== Extracted records
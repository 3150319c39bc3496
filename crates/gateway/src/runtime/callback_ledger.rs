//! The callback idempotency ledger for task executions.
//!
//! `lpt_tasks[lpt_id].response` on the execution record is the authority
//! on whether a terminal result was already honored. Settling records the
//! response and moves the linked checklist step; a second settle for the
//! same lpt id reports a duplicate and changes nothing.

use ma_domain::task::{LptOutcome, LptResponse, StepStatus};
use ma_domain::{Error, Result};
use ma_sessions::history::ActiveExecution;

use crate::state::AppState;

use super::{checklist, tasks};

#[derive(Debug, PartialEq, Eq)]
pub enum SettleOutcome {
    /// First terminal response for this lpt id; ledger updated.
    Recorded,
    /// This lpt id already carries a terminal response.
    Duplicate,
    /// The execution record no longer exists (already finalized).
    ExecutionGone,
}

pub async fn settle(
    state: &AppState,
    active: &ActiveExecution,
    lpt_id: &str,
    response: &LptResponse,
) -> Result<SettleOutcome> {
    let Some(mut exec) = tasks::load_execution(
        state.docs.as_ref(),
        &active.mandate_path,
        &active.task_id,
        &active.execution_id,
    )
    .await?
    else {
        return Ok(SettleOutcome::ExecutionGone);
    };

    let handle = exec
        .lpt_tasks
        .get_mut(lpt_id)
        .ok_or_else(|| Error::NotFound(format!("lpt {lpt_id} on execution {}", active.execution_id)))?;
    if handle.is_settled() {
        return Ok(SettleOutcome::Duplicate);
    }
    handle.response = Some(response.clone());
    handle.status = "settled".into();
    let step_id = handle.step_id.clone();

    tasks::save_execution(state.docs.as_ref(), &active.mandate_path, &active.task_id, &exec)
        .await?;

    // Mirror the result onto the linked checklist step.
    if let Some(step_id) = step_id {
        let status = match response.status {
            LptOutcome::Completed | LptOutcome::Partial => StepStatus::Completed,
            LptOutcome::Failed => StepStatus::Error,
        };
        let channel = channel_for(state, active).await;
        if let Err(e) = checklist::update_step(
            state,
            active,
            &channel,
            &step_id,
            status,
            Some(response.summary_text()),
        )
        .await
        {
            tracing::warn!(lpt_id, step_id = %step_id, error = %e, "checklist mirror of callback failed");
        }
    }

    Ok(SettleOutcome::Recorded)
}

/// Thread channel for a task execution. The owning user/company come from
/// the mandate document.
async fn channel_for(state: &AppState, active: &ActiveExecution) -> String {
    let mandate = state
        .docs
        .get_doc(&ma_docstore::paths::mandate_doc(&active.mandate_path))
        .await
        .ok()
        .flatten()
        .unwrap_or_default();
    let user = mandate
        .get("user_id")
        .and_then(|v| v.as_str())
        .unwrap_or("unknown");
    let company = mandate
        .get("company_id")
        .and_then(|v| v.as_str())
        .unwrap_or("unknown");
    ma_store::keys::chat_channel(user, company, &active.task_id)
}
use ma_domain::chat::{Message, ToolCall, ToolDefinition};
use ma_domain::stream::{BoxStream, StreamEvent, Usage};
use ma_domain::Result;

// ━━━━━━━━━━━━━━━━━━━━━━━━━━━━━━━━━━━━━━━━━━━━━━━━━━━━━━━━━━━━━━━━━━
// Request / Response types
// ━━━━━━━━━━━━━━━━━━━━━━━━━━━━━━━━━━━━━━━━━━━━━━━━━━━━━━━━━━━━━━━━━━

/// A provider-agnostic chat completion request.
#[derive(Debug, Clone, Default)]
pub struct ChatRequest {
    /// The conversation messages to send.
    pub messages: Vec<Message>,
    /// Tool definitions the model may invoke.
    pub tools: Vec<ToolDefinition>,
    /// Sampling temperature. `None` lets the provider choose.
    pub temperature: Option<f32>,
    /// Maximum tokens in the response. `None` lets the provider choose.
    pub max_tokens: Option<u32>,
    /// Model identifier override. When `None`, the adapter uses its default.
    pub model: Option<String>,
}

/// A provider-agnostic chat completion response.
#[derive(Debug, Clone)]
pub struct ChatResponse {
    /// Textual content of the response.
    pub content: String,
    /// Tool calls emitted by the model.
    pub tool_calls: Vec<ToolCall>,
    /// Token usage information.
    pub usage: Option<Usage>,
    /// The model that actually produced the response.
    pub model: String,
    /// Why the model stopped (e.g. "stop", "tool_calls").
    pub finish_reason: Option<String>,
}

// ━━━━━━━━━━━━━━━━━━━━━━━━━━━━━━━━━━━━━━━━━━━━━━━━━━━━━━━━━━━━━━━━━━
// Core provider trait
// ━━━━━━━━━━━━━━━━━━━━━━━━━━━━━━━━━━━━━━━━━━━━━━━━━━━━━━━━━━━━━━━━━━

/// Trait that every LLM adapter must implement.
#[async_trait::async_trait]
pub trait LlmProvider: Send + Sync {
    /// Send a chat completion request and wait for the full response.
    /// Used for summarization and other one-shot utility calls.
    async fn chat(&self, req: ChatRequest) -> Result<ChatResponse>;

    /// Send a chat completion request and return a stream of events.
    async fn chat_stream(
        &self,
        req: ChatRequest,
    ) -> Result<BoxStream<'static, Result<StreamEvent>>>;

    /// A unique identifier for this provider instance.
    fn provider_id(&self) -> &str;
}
====
== Extracted records
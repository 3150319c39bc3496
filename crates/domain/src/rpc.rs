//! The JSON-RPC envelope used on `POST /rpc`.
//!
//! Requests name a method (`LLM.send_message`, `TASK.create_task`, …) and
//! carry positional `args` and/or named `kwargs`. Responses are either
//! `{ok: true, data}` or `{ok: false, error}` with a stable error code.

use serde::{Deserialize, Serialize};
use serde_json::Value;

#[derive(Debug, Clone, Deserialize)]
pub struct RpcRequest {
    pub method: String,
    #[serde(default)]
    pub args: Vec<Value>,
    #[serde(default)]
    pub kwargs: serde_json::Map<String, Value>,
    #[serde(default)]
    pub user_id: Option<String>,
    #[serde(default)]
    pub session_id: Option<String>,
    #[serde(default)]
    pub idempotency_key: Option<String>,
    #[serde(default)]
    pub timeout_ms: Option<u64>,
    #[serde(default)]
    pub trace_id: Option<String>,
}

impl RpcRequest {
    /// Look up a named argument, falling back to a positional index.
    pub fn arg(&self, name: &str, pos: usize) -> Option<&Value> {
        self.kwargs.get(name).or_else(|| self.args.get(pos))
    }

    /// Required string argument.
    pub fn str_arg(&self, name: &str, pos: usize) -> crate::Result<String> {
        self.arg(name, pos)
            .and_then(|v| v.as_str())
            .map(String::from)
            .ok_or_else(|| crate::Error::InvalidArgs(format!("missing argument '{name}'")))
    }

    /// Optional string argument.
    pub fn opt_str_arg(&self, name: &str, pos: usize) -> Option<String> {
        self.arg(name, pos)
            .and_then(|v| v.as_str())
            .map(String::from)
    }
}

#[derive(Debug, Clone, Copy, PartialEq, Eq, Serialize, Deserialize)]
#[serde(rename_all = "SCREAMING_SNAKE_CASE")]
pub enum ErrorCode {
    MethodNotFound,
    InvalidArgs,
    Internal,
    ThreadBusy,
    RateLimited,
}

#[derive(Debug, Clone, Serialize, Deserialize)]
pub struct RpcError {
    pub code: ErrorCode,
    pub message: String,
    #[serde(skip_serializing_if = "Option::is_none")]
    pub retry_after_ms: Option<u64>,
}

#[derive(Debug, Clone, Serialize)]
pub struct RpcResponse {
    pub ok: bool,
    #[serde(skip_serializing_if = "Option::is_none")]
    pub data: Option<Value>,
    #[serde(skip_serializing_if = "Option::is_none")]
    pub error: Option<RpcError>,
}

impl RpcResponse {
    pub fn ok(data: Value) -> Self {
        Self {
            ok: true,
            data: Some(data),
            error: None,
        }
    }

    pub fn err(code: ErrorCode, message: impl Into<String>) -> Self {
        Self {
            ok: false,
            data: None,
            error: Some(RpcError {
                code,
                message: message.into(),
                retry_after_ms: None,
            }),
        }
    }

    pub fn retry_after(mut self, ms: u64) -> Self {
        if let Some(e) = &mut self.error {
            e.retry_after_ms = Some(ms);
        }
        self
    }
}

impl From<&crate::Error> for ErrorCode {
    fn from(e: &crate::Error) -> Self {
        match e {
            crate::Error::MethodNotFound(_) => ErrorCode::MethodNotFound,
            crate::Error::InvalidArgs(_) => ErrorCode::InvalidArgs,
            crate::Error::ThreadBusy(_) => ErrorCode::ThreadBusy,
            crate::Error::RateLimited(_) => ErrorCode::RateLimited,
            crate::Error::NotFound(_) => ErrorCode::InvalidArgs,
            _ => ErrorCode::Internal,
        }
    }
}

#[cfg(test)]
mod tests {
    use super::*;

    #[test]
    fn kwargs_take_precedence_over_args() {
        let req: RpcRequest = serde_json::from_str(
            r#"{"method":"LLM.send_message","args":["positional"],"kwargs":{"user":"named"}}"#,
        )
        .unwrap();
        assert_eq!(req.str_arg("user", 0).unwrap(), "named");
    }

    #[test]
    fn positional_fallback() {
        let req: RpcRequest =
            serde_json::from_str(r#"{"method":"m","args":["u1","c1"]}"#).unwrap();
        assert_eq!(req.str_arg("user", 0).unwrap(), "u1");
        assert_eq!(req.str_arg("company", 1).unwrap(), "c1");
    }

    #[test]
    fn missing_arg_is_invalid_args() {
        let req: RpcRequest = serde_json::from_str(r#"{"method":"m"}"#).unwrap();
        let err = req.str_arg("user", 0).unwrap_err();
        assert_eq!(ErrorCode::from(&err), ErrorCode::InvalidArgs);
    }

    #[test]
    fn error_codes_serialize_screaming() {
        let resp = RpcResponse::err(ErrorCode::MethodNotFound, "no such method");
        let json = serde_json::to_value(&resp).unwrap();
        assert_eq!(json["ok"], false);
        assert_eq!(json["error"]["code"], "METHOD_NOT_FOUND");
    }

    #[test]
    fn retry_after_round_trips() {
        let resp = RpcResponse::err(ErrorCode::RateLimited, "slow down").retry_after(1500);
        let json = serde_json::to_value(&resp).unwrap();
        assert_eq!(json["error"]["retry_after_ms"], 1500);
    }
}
====
== Aim of the task ==
Search the records for the word "handle". Copy each line where it appears.

== Exercise response ==
    let handle = exec
    if handle.is_settled() {
    handle.response = Some(response.clone());
    handle.status = "settled".into();
    let step_id = handle.step_id.clone();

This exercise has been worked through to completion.